- Don-Alvin Adegeest |
It was going to be controversial by any interpretation, even by fashion's standards. Raf Simons this week showed his namesake menswear collection during New York Style Week, with a collection titled ‘Youth In Motion’, taking inspiration from the drug-addicted youth in Berlin in the late seventies. The film Christiane F. was a starting point, with the show notes reading: "Simons, like many Europeans of his generation, was exposed to the harrowing world of Christiane F. in high school, where the film and the book were discussed as a part of the currriculum of drug abuse and addiction.

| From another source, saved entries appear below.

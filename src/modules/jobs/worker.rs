/// Background worker that runs orchestration passes on a poll interval
///
/// Passes never overlap within one worker because the loop awaits each
/// pass before starting the next; the atomic claim in the repository keeps
/// concurrent workers in other processes safe too.
use crate::modules::jobs::domain::repository::JobRepository;
use crate::modules::jobs::orchestrator::Orchestrator;
use crate::shared::errors::AppResult;
use crate::{log_error, log_info};
use std::sync::Arc;
use std::time::Duration;

pub struct BackgroundWorker {
    orchestrator: Arc<Orchestrator>,
    job_repository: Arc<dyn JobRepository>,
    poll_interval: Duration,
    is_running: Arc<tokio::sync::RwLock<bool>>,
}

impl BackgroundWorker {
    pub fn new(orchestrator: Arc<Orchestrator>, job_repository: Arc<dyn JobRepository>) -> Self {
        Self {
            orchestrator,
            job_repository,
            poll_interval: Duration::from_secs(5),
            is_running: Arc::new(tokio::sync::RwLock::new(false)),
        }
    }

    /// Start the background worker
    ///
    /// This method runs the worker loop. Call it with tokio::spawn to run
    /// in the background.
    pub async fn run(self: Arc<Self>) {
        log_info!("Background worker started");

        {
            let mut running = self.is_running.write().await;
            *running = true;
        }

        loop {
            {
                let running = self.is_running.read().await;
                if !*running {
                    log_info!("Background worker stopped");
                    break;
                }
            }

            match self.orchestrator.process_queued_jobs().await {
                Ok(pass) => {
                    if pass.processed == 0 {
                        // Queue empty, sleep before next poll
                        tokio::time::sleep(self.poll_interval).await;
                    }
                    // Jobs were processed: immediately look for more
                }
                Err(e) => {
                    log_error!("Orchestration pass failed: {}", e);
                    tokio::time::sleep(self.poll_interval).await;
                }
            }
        }
    }

    /// Stop the background worker
    pub async fn stop(&self) {
        let mut running = self.is_running.write().await;
        *running = false;
        log_info!("Background worker stop requested");
    }

    /// Get statistics about the worker and job queue
    pub async fn get_statistics(&self) -> AppResult<WorkerStatistics> {
        let job_stats = self.job_repository.get_statistics().await?;
        let is_running = *self.is_running.read().await;

        Ok(WorkerStatistics {
            is_running,
            queued_jobs: job_stats.queued_count,
            running_jobs: job_stats.running_count,
            completed_jobs: job_stats.completed_count,
            failed_jobs: job_stats.failed_count,
            total_jobs: job_stats.total_count,
        })
    }
}

/// Worker statistics for monitoring
#[derive(Debug, Clone, serde::Serialize, serde::Deserialize)]
pub struct WorkerStatistics {
    pub is_running: bool,
    pub queued_jobs: i64,
    pub running_jobs: i64,
    pub completed_jobs: i64,
    pub failed_jobs: i64,
    pub total_jobs: i64,
}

While many laud the film as a realistic account of drug addition, the David Bowie soundtracked story has become an iconic fixture about disaffected youth, depicting the grim realities of anti-authoritatian, decayed urban silhouettes and the sinister escapes the disenfranchised are drawn towards. Christiane F. was herself a heroin junky; young, wafer-thin with dyed red hair, her 'look' has been a recurring influence in fashion shoots since the film's debut in 1981.

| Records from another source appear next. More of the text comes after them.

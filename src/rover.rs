//! Rover state and command execution.

use crate::command::Command;
use crate::config::{BatchPolicy, RoverConfig};
use crate::error::{BatchError, CommandError, GridError};
use crate::grid::Grid;
use crate::orientation::Orientation;
use glam::IVec2;
use serde::Serialize;
use std::fmt;
use tracing::{debug, trace, warn};

/// Outcome of a batch that ran to the end.
#[derive(Clone, Debug, Default, PartialEq, Eq, Serialize)]
pub struct BatchSummary {
    /// Number of commands that changed (or kept) the rover state successfully.
    pub applied: usize,
    /// Indices of symbols skipped under [`BatchPolicy::SkipUnrecognized`].
    pub skipped: Vec<usize>,
}

/// A rover on a wraparound grid.
///
/// The position is always inside the grid and never changes to an obstacle cell.
/// A command that fails leaves both position and orientation untouched.
#[derive(Clone, Debug, PartialEq, Eq, Serialize)]
pub struct Rover {
    position: IVec2,
    orientation: Orientation,
    grid: Grid,
}

impl Rover {
    /// Places a rover on the default 10x10 obstacle-free grid.
    pub fn new(position: IVec2, orientation: Orientation) -> Self {
        Self::with_grid(position, orientation, Grid::default())
    }

    /// Places a rover on `grid`. `position` is wrapped into the grid bounds.
    pub fn with_grid(position: IVec2, orientation: Orientation, grid: Grid) -> Self {
        Self {
            position: grid.wrap(position),
            orientation,
            grid,
        }
    }

    pub fn from_config(
        position: IVec2,
        orientation: Orientation,
        config: &RoverConfig,
    ) -> Result<Self, GridError> {
        Ok(Self::with_grid(position, orientation, config.grid()?))
    }

    pub fn position(&self) -> IVec2 {
        self.position
    }

    pub fn orientation(&self) -> Orientation {
        self.orientation
    }

    pub fn grid(&self) -> &Grid {
        &self.grid
    }

    /// Parses and executes one command symbol (`f`, `b`, `l` or `r`).
    pub fn process_command(&mut self, symbol: &str) -> Result<(), CommandError> {
        let command: Command = symbol.parse()?;
        self.execute(command)
    }

    /// Executes an already parsed command.
    ///
    /// Moves compute the target cell, wrap it onto the grid and check it for an
    /// obstacle before anything is committed.
    pub fn execute(&mut self, command: Command) -> Result<(), CommandError> {
        match command {
            Command::Forward => self.step(1)?,
            Command::Backward => self.step(-1)?,
            Command::TurnLeft => self.orientation = self.orientation.turn_left(),
            Command::TurnRight => self.orientation = self.orientation.turn_right(),
        }
        trace!(
            command = command.symbol(),
            x = self.position.x,
            y = self.position.y,
            orientation = %self.orientation,
            "command applied"
        );
        Ok(())
    }

    fn step(&mut self, sign: i32) -> Result<(), CommandError> {
        let candidate = self
            .grid
            .wrap(self.position + self.orientation.movement_vector() * sign);
        if self.grid.has_obstacle(candidate) {
            debug!(x = candidate.x, y = candidate.y, "move blocked by obstacle");
            return Err(CommandError::ObstacleBlocked(candidate));
        }
        self.position = candidate;
        Ok(())
    }

    /// Runs `commands` in order, stopping at the first one that fails.
    ///
    /// Commands before the failing index stay applied; the rest are never run.
    pub fn process_commands<S: AsRef<str>>(
        &mut self,
        commands: impl IntoIterator<Item = S>,
    ) -> Result<(), BatchError> {
        self.process_commands_with(commands, BatchPolicy::StopOnFirstFailure)
            .map(|_| ())
    }

    /// Runs `commands` in order under an explicit [`BatchPolicy`].
    pub fn process_commands_with<S: AsRef<str>>(
        &mut self,
        commands: impl IntoIterator<Item = S>,
        policy: BatchPolicy,
    ) -> Result<BatchSummary, BatchError> {
        let mut summary = BatchSummary::default();
        for (index, symbol) in commands.into_iter().enumerate() {
            let symbol = symbol.as_ref();
            match self.process_command(symbol) {
                Ok(()) => summary.applied += 1,
                Err(CommandError::Unrecognized(_)) if policy == BatchPolicy::SkipUnrecognized => {
                    warn!(index, symbol, "skipping unrecognized command");
                    summary.skipped.push(index);
                }
                Err(source) => {
                    warn!(index, error = %source, "stopped processing commands");
                    return Err(BatchError { index, source });
                }
            }
        }
        Ok(summary)
    }
}

impl fmt::Display for Rover {
    fn fmt(&self, f: &mut fmt::Formatter<'_>) -> fmt::Result {
        write!(
            f,
            "({}, {}) facing {}",
            self.position.x, self.position.y, self.orientation
        )
    }
}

On a hoisted stage, models wore sleeveless hoodies printed with the slogan Drugs, latex gloves under rolled up wooly outerwear, and half-worn intarsia sweaters, with sleeves dangling on models' chests. The catwalk permeated through a mise-en-scene of a feast at its peak: half-poured glasses, empty bottles of champagne artfully arranged, and mounds of fruits - grapes, lemons - and stacked loaves of bread. Whether it echoes the opulent setting of mid-century couture salons or the peak hour of a party, where guests are significantly euphoric and in higher spirits.

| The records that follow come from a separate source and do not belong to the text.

use crate::error::GridError;
use glam::IVec2;
use serde::Serialize;
use std::collections::HashSet;

/// Width and height of the grid a rover gets when none is given.
pub const DEFAULT_GRID_SIZE: u32 = 10;

/// The terrain a rover drives over.
///
/// A rectangle of `width` x `height` cells whose edges wrap around (a torus),
/// plus a set of cells the rover may never enter. Obstacles are stored as
/// given; they are not checked against the bounds.
#[derive(Clone, Debug, PartialEq, Eq, Serialize)]
pub struct Grid {
    width: u32,
    height: u32,
    obstacles: HashSet<IVec2>,
}

impl Default for Grid {
    fn default() -> Self {
        Self {
            width: DEFAULT_GRID_SIZE,
            height: DEFAULT_GRID_SIZE,
            obstacles: HashSet::new(),
        }
    }
}

impl Grid {
    /// Creates an obstacle-free grid.
    pub fn new(width: u32, height: u32) -> Result<Self, GridError> {
        Self::with_obstacles(width, height, std::iter::empty())
    }

    pub fn with_obstacles(
        width: u32,
        height: u32,
        obstacles: impl IntoIterator<Item = IVec2>,
    ) -> Result<Self, GridError> {
        let valid = |len: u32| len > 0 && i32::try_from(len).is_ok();
        if !valid(width) || !valid(height) {
            return Err(GridError::InvalidDimensions { width, height });
        }
        Ok(Self {
            width,
            height,
            obstacles: obstacles.into_iter().collect(),
        })
    }

    pub fn width(&self) -> u32 {
        self.width
    }

    pub fn height(&self) -> u32 {
        self.height
    }

    /// Returns `true` iff `coord` is exactly one of the registered obstacles.
    pub fn has_obstacle(&self, coord: IVec2) -> bool {
        self.obstacles.contains(&coord)
    }

    pub fn obstacles(&self) -> impl Iterator<Item = IVec2> + '_ {
        self.obstacles.iter().copied()
    }

    /// Returns `true` if `coord` lies in `[0, width) x [0, height)`.
    pub fn contains(&self, coord: IVec2) -> bool {
        coord.x >= 0
            && coord.y >= 0
            && coord.x < self.width as i32
            && coord.y < self.height as i32
    }

    /// Maps any coordinate onto the torus, so that the result is always
    /// [`contains`](Self::contains)ed. Leaving one edge re-enters from the opposite one.
    pub fn wrap(&self, coord: IVec2) -> IVec2 {
        IVec2::new(
            wrap_axis(coord.x, self.width),
            wrap_axis(coord.y, self.height),
        )
    }
}

fn wrap_axis(val: i32, len: u32) -> i32 {
    val.rem_euclid(len as i32)
}

#[cfg(test)]
mod tests {
    use super::*;
    use proptest::prelude::*;

    #[test]
    fn default_is_ten_by_ten_and_empty() {
        let grid = Grid::default();
        assert_eq!(grid.width(), 10);
        assert_eq!(grid.height(), 10);
        assert_eq!(grid.obstacles().count(), 0);
    }

    #[test]
    fn zero_dimension_is_rejected() {
        assert_eq!(
            Grid::new(0, 5),
            Err(GridError::InvalidDimensions {
                width: 0,
                height: 5
            })
        );
        assert!(Grid::new(5, 0).is_err());
    }

    #[test]
    fn obstacle_lookup_is_exact() {
        let grid = Grid::with_obstacles(5, 5, [IVec2::new(0, 2), IVec2::new(1, 3)]).unwrap();
        assert!(grid.has_obstacle(IVec2::new(0, 2)));
        assert!(grid.has_obstacle(IVec2::new(1, 3)));
        assert!(!grid.has_obstacle(IVec2::new(2, 0)));
        assert!(!grid.has_obstacle(IVec2::new(1, 2)));
    }

    #[test]
    fn out_of_bounds_obstacles_are_kept() {
        let grid = Grid::with_obstacles(3, 3, [IVec2::new(7, -1)]).unwrap();
        assert!(grid.has_obstacle(IVec2::new(7, -1)));
        assert!(!grid.contains(IVec2::new(7, -1)));
    }

    #[test]
    fn wrap_edges() {
        let grid = Grid::new(5, 4).unwrap();
        assert_eq!(grid.wrap(IVec2::new(5, 0)), IVec2::new(0, 0));
        assert_eq!(grid.wrap(IVec2::new(-1, 0)), IVec2::new(4, 0));
        assert_eq!(grid.wrap(IVec2::new(0, 4)), IVec2::new(0, 0));
        assert_eq!(grid.wrap(IVec2::new(0, -1)), IVec2::new(0, 3));
        assert_eq!(grid.wrap(IVec2::new(-11, 13)), IVec2::new(4, 1));
    }

    #[test]
    fn single_cell_wraps_to_itself() {
        let grid = Grid::new(1, 1).unwrap();
        assert_eq!(grid.wrap(IVec2::new(1, -1)), IVec2::ZERO);
    }

    proptest! {
        #[test]
        fn wrapped_coordinates_are_in_bounds(
            w in 1u32..50,
            h in 1u32..50,
            x in -1000i32..1000,
            y in -1000i32..1000,
        ) {
            let grid = Grid::new(w, h).unwrap();
            let wrapped = grid.wrap(IVec2::new(x, y));
            prop_assert!(grid.contains(wrapped));
            // Idempotent once inside.
            prop_assert_eq!(grid.wrap(wrapped), wrapped);
        }
    }
}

The logo'ed drugs hoodies were an ode to Cookie Mueller and Glenn O’Brien’s tragicomic play from the 1980s and "served as a template for deadpan, color-coded patches listing drugs such as LSD, GHB, and 2C-B across sleeves and shins, giving the spiral of addiction a clinical anchor that was equal parts disturbing and funny," according to Dazed Digital.
The show is not a glorification of drug use
“Ultimately, ‘Youth In Motion’ seeks to neither glorify nor condone the culture(s) of drugs; rather Simons seeks instead to consider the persistent, almost ubiquitous presence of narcotics (prescribed or otherwise) within our society and acknowledge our often conflicted relationships with them; in turn opening up a more nuanced dialogue around the implications for a society where addiction and the causes of addiction remain largely taboo subjects, with – as both Christiane F. and the current opioid crisis demonstrate – often untold human consequences.”
As for the clothes, Simons has the knack to transfer the zeitgeist into a garment. The outerwear was the strongest, coming in peacoat, parka and knee length versions. Interestingly there was not a bomber jacket in sight. Suiting came in micro checks and featured slim trousers, another strong category. Satin lined coats and parachute pants. Ultimately, the drug-emblazoned hoodies will be sold out before they even reach the stores.